New measures to provide more low-carbon energy include: a review of how to produce energy locally rather than at centralised power plants; encouragement of microgeneration techniques such as household wind turbines or solar panels; an increase in the renewables obligation, forcing energy suppliers to buy more electricity from renewable sources, with extra incentives for emerging technologies such as tidal power and more work on the technique known as carbon capture and storage, which removes the C02 from power station emissions and buries it underground.

Furthermore, the Government is proposing a number of new ways in which the planning system can be streamlined so that big new energy projects are not involved in planning enquiries which can last several years - as has been the case in the past.

Even while striving for a low-carbon future, the Government is also looking to secure future supplies of Britain's own fossil fuels. It is convening a coal forum to examine the long-term future of UK coal production and coal-fired power, and it is taking a new look at how to make the most of remaining supplies of North Sea oil - and the more difficult-to-access oil reserves west of Shetland on the so-called Atlantic Frontier.

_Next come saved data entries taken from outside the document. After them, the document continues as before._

use std::path::PathBuf;

use cf_project::ValidationError;

#[derive(thiserror::Error, Debug)]
pub enum CodecError {
    #[error("Format error at line {line}: {what}")]
    Format { line: usize, what: String },

    #[error("Project failed validation:\n{}", .problems.join("\n"))]
    Validation { problems: Vec<String> },

    #[error("Unsupported feature: {feature} - {reason}")]
    UnsupportedFeature { feature: String, reason: String },

    #[error("{} already exists", .path.display())]
    AlreadyExists { path: PathBuf },

    #[error("I/O error: {0}")]
    Io(#[from] std::io::Error),
}

pub type CodecResult<T> = Result<T, CodecError>;

impl CodecError {
    pub(crate) fn format(line: usize, what: impl Into<String>) -> Self {
        CodecError::Format {
            line,
            what: what.into(),
        }
    }
}

impl From<ValidationError> for CodecError {
    fn from(err: ValidationError) -> Self {
        match err {
            ValidationError::Invariants { problems } => CodecError::Validation { problems },
            ValidationError::Unsupported { feature, reason } => {
                CodecError::UnsupportedFeature { feature, reason }
            }
        }
    }
}
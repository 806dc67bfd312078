//! Result data types.

use cf_core::distance;
use serde::Serialize;

/// Per-crossing columns of the summary report, aligned by position.
#[derive(Debug, Clone, Default, PartialEq, Serialize)]
pub struct ResultSeries {
    pub flows: Vec<f64>,
    pub headwaters: Vec<f64>,
    pub velocities: Vec<f64>,
    pub roadway_discharges: Vec<f64>,
    pub iterations: Vec<String>,
}

impl ResultSeries {
    pub fn len(&self) -> usize {
        self.flows.len()
    }

    pub fn is_empty(&self) -> bool {
        self.flows.is_empty()
    }
}

/// One flow profile block of the detail report.
#[derive(Debug, Clone, PartialEq, Serialize)]
pub struct FlowProfile {
    pub flow: f64,
    /// Headwater depth divided by barrel depth.
    pub headwater_ratio: f64,
    pub flow_type: String,
    pub overtopping: bool,
}

impl Default for FlowProfile {
    fn default() -> Self {
        Self {
            flow: f64::NAN,
            headwater_ratio: f64::NAN,
            flow_type: String::new(),
            overtopping: false,
        }
    }
}

/// Profile whose flow is closest to `target`. NaN flows never match.
pub fn nearest_profile(profiles: &[FlowProfile], target: f64) -> Option<&FlowProfile> {
    nearest_by(profiles, target, |p| p.flow)
}

fn nearest_by<T>(items: &[T], target: f64, key: impl Fn(&T) -> f64) -> Option<&T> {
    if target.is_nan() {
        return None;
    }
    let mut best: Option<(&T, f64)> = None;
    for item in items {
        let flow = key(item);
        if flow.is_nan() {
            continue;
        }
        let delta = distance(flow, target);
        if best.is_none_or(|(_, d)| delta < d) {
            best = Some((item, delta));
        }
    }
    best.map(|(item, _)| item)
}

#[derive(Debug, Clone, PartialEq, Serialize)]
pub struct ResultRow {
    pub flow: f64,
    pub headwater_elevation: f64,
    pub velocity: f64,
    pub roadway_discharge: f64,
    pub iterations: String,
    pub headwater_ratio: f64,
    pub flow_type: String,
    pub overtopping: bool,
}

impl Default for ResultRow {
    fn default() -> Self {
        Self {
            flow: f64::NAN,
            headwater_elevation: f64::NAN,
            velocity: f64::NAN,
            roadway_discharge: f64::NAN,
            iterations: String::new(),
            headwater_ratio: f64::NAN,
            flow_type: String::new(),
            overtopping: false,
        }
    }
}

impl ResultRow {
    /// Row carrying only a flow and headwater.
    pub fn with_headwater(flow: f64, headwater_elevation: f64) -> Self {
        Self {
            flow,
            headwater_elevation,
            ..Self::default()
        }
    }
}

/// Summary rows merged with their nearest detail profile.
#[derive(Debug, Clone, Default, PartialEq, Serialize)]
pub struct ResultTable {
    pub rows: Vec<ResultRow>,
}

impl ResultTable {
    pub fn merge(series: &ResultSeries, profiles: &[FlowProfile]) -> Self {
        fn column(values: &[f64], idx: usize) -> f64 {
            values.get(idx).copied().unwrap_or(f64::NAN)
        }
        let rows = series
            .flows
            .iter()
            .enumerate()
            .map(|(idx, &flow)| {
                let iterations = series.iterations.get(idx).cloned().unwrap_or_default();
                let profile = nearest_profile(profiles, flow);
                let overtopping = profile.is_some_and(|p| p.overtopping)
                    || iterations.to_lowercase().contains("overtopping");
                ResultRow {
                    flow,
                    headwater_elevation: column(&series.headwaters, idx),
                    velocity: column(&series.velocities, idx),
                    roadway_discharge: column(&series.roadway_discharges, idx),
                    headwater_ratio: profile.map_or(f64::NAN, |p| p.headwater_ratio),
                    flow_type: profile.map(|p| p.flow_type.clone()).unwrap_or_default(),
                    overtopping,
                    iterations,
                }
            })
            .collect();
        Self { rows }
    }

    pub fn is_empty(&self) -> bool {
        self.rows.is_empty()
    }

    pub fn nearest(&self, target: f64) -> Option<&ResultRow> {
        nearest_by(&self.rows, target, |row| row.flow)
    }

    /// Largest roadway overflow, 0 when none is reported.
    pub fn roadway_max(&self) -> f64 {
        self.rows
            .iter()
            .map(|row| row.roadway_discharge)
            .filter(|q| !q.is_nan())
            .fold(None, |acc: Option<f64>, q| Some(acc.map_or(q, |m| m.max(q))))
            .unwrap_or(0.0)
    }
}
//! cf-core: units and float helpers for culvertflow.
//!
//! The solver works in English units (ft, cfs, ft/s); projects may declare SI.
//! [`UnitSystem`] converts between the two at the file and report boundaries.

pub mod error;
pub mod numeric;
pub mod units;

pub use error::{CoreError, CoreResult};
pub use numeric::*;
pub use units::*;
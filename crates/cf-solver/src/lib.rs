//! Inverse solving over an external hydraulic solver.
//!
//! The solver itself is a black box behind [`Evaluator`]: one call runs a
//! single trial flow and returns the report row nearest to it. Forward queries
//! make one call; inverse queries bracket the target headwater and refine by
//! regula falsi within a fixed evaluation budget.

pub mod error;
pub mod evaluator;
pub mod geometry;
pub mod progress;
pub mod queries;
pub mod search;

pub use error::{SolverError, SolverResult};
pub use evaluator::Evaluator;
pub use geometry::{characteristic_diameter, ratio_target, simple_flow_estimate};
pub use progress::{SearchProgressEvent, SearchStage};
pub use queries::{QueryOutcome, flow_for_ratio, flow_from_headwater, headwater_from_flow};
pub use search::{Sample, SearchConfig, SearchOutcome, search_flow};
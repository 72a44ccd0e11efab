//! TRX test report parsing.
//!
//! `dotnet test --logger trx` emits one `.trx` file per invocation into the
//! results directory. This module folds every file in that directory into a
//! single map from fully-qualified test name to [`TestOutcome`], which the
//! retry engine uses to decide what to re-run.
//!
//! Two rules shape the merge:
//!
//! - **Newest file wins**: files are processed most-recently-modified first,
//!   and a result record id is only honored the first time it is seen across
//!   the whole parse. A filtered re-run writes a fresh file with the same
//!   test ids, so its outcomes shadow the older file's.
//! - **Sticky failure**: parameterized tests emit several result records that
//!   collapse to one fully-qualified name. Once a name is recorded as failed
//!   within a parse, a later non-failed record cannot clear it.
//!
//! The runner is always invoked with a single flat `--results-directory`, so
//! the scan is intentionally non-recursive.

use std::collections::{HashMap, HashSet};
use std::fs;
use std::path::{Path, PathBuf};
use std::time::SystemTime;

use chrono::{DateTime, FixedOffset};
use quick_xml::Reader;
use quick_xml::events::{BytesStart, Event};
use tracing::debug;

/// Outcome of a single test, as recorded in a TRX report.
#[derive(Debug, Clone, Copy, PartialEq, Eq)]
pub enum TestOutcome {
    /// The test ran and passed.
    Passed,
    /// The test ran and failed.
    Failed,
    /// The test was not executed (`NotExecuted` in TRX terms).
    Skipped,
    /// Any other status (inconclusive, timeout, pending...).
    Other,
}

impl TestOutcome {
    /// Maps the literal TRX `outcome` attribute to an outcome.
    ///
    /// Only the exact string `"Failed"` counts as failed; everything else is
    /// non-failing for retry purposes.
    fn from_status(status: Option<&str>) -> Self {
        match status {
            Some("Failed") => TestOutcome::Failed,
            Some("Passed") => TestOutcome::Passed,
            Some("NotExecuted") => TestOutcome::Skipped,
            _ => TestOutcome::Other,
        }
    }

    /// Whether this outcome keeps a test in the failing set.
    pub fn is_failed(self) -> bool {
        self == TestOutcome::Failed
    }
}

/// Errors raised while reading TRX reports.
///
/// A result record without a matching test definition is an invariant
/// violation, not a recoverable condition: the runner always writes both
/// record kinds together, and skipping the record would under-count failing
/// tests and let the retry loop declare success it did not earn.
#[derive(Debug, thiserror::Error)]
pub enum TrxError {
    #[error("failed to read {path}")]
    Io {
        path: PathBuf,
        #[source]
        source: std::io::Error,
    },

    #[error("malformed TRX document {path}")]
    Xml {
        path: PathBuf,
        #[source]
        source: quick_xml::Error,
    },

    #[error("invalid attribute in {path}")]
    Attr {
        path: PathBuf,
        #[source]
        source: quick_xml::events::attributes::AttrError,
    },

    #[error("{element} element in {path} is missing its {attribute} attribute")]
    MissingAttribute {
        element: &'static str,
        attribute: &'static str,
        path: PathBuf,
    },

    #[error("result record {test_id} in {path} has no matching test definition")]
    MissingDefinition { test_id: String, path: PathBuf },
}

/// Everything the rest of the tool needs from a results directory.
#[derive(Debug, Default)]
pub struct TrxReport {
    /// Fully-qualified test name to merged outcome.
    pub outcomes: HashMap<String, TestOutcome>,
    /// Earliest `<Times start>` across all files, if any file carries one.
    pub started: Option<DateTime<FixedOffset>>,
    /// Latest `<Times finish>` across all files.
    pub finished: Option<DateTime<FixedOffset>>,
}

/// Parses every `.trx` file in `dir` into one outcome map.
///
/// A missing directory is not an error: the first attempt may run before the
/// runner has emitted anything, and an empty map is the correct answer.
pub fn parse_outcomes(dir: &Path) -> Result<HashMap<String, TestOutcome>, TrxError> {
    parse_report(dir).map(|report| report.outcomes)
}

/// Parses every `.trx` file in `dir`, also aggregating run timestamps.
pub fn parse_report(dir: &Path) -> Result<TrxReport, TrxError> {
    let mut report = TrxReport::default();
    if !dir.is_dir() {
        return Ok(report);
    }

    // One seen-set for the whole parse, not per file: that is what makes the
    // newest file authoritative for any test id it contains.
    let mut seen_ids: HashSet<String> = HashSet::new();

    for path in trx_files_newest_first(dir)? {
        let doc = parse_file(&path)?;
        debug!(
            file = %path.display(),
            results = doc.results.len(),
            "parsed TRX report"
        );

        for record in doc.results {
            if !seen_ids.insert(record.test_id.clone()) {
                continue;
            }

            let fqn = doc.definitions.get(&record.test_id).cloned().ok_or_else(|| {
                TrxError::MissingDefinition {
                    test_id: record.test_id.clone(),
                    path: path.clone(),
                }
            })?;

            let outcome = TestOutcome::from_status(record.outcome.as_deref());
            match report.outcomes.get(&fqn) {
                Some(existing) if existing.is_failed() => {}
                _ => {
                    report.outcomes.insert(fqn, outcome);
                }
            }
        }

        if let Some(started) = doc.started {
            report.started = Some(match report.started {
                Some(current) => current.min(started),
                None => started,
            });
        }
        if let Some(finished) = doc.finished {
            report.finished = Some(match report.finished {
                Some(current) => current.max(finished),
                None => finished,
            });
        }
    }

    Ok(report)
}

/// Lists `*.trx` files directly under `dir`, most recently modified first.
fn trx_files_newest_first(dir: &Path) -> Result<Vec<PathBuf>, TrxError> {
    let read_dir = fs::read_dir(dir).map_err(|source| TrxError::Io {
        path: dir.to_path_buf(),
        source,
    })?;

    let mut files: Vec<(PathBuf, SystemTime)> = Vec::new();
    for entry in read_dir {
        let entry = entry.map_err(|source| TrxError::Io {
            path: dir.to_path_buf(),
            source,
        })?;
        let path = entry.path();
        if !path.is_file() || path.extension().is_none_or(|ext| ext != "trx") {
            continue;
        }
        let modified = entry
            .metadata()
            .and_then(|meta| meta.modified())
            .map_err(|source| TrxError::Io {
                path: path.clone(),
                source,
            })?;
        files.push((path, modified));
    }

    files.sort_by(|a, b| b.1.cmp(&a.1));
    Ok(files.into_iter().map(|(path, _)| path).collect())
}

/// A `<UnitTestResult>` record, in document order.
struct RawResult {
    test_id: String,
    outcome: Option<String>,
}

/// One parsed TRX document.
struct TrxDocument {
    results: Vec<RawResult>,
    /// `<UnitTest id>` to `className.name` from the nested `<TestMethod>`.
    definitions: HashMap<String, String>,
    started: Option<DateTime<FixedOffset>>,
    finished: Option<DateTime<FixedOffset>>,
}

fn parse_file(path: &Path) -> Result<TrxDocument, TrxError> {
    let text = fs::read_to_string(path).map_err(|source| TrxError::Io {
        path: path.to_path_buf(),
        source,
    })?;

    let mut reader = Reader::from_str(&text);
    let mut doc = TrxDocument {
        results: Vec::new(),
        definitions: HashMap::new(),
        started: None,
        finished: None,
    };

    // Set while inside a <UnitTest> element, so the nested <TestMethod> can
    // be cross-referenced back to the definition id.
    let mut current_definition: Option<String> = None;

    loop {
        let event = reader.read_event().map_err(|source| TrxError::Xml {
            path: path.to_path_buf(),
            source,
        })?;

        match event {
            Event::Eof => break,
            Event::Start(ref e) | Event::Empty(ref e) => match e.local_name().as_ref() {
                b"UnitTestResult" => {
                    let test_id = read_attr(e, b"testId", path)?.ok_or_else(|| {
                        TrxError::MissingAttribute {
                            element: "UnitTestResult",
                            attribute: "testId",
                            path: path.to_path_buf(),
                        }
                    })?;
                    let outcome = read_attr(e, b"outcome", path)?;
                    doc.results.push(RawResult { test_id, outcome });
                }
                b"UnitTest" => {
                    current_definition = read_attr(e, b"id", path)?;
                }
                b"TestMethod" => {
                    if let Some(id) = current_definition.clone() {
                        let class_name =
                            read_attr(e, b"className", path)?.unwrap_or_default();
                        let name = read_attr(e, b"name", path)?.unwrap_or_default();
                        doc.definitions.insert(id, format!("{class_name}.{name}"));
                    }
                }
                b"Times" => {
                    doc.started = read_attr(e, b"start", path)?
                        .and_then(|v| DateTime::parse_from_rfc3339(&v).ok());
                    doc.finished = read_attr(e, b"finish", path)?
                        .and_then(|v| DateTime::parse_from_rfc3339(&v).ok());
                }
                _ => {}
            },
            Event::End(ref e) if e.local_name().as_ref() == b"UnitTest" => {
                current_definition = None;
            }
            _ => {}
        }
    }

    Ok(doc)
}

/// Reads one attribute by local name, unescaping its value.
fn read_attr(
    element: &BytesStart<'_>,
    name: &[u8],
    path: &Path,
) -> Result<Option<String>, TrxError> {
    for attr in element.attributes() {
        let attr = attr.map_err(|source| TrxError::Attr {
            path: path.to_path_buf(),
            source,
        })?;
        if attr.key.local_name().as_ref() == name {
            let value = attr.unescape_value().map_err(|source| TrxError::Xml {
                path: path.to_path_buf(),
                source,
            })?;
            return Ok(Some(value.into_owned()));
        }
    }
    Ok(None)
}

Objections to atomic power

Even the peaceful use of nuclear energy raises profound green objections. The main one is what to do about the radioactive waste produced in an atomic reaction, which in some forms is the most dangerous substance on earth.

It remains dangerous for millennia - the time it takes for a given amount of plutonium to decay by half is 24,000 years - and there is still no agreed long-term disposal route for the nuclear waste produced in Britain.

Green activists are also much exercised by the potential for cancers and other illnesses from radiation that leaks into the environment, and are not reassured by the nuclear industry's sorry history of not coming clean about accidents.

It was a long time before the truth emerged about Britain's first big nuclear accident, in 1958 at Windscale in Cumbria (now renamed Sellafield).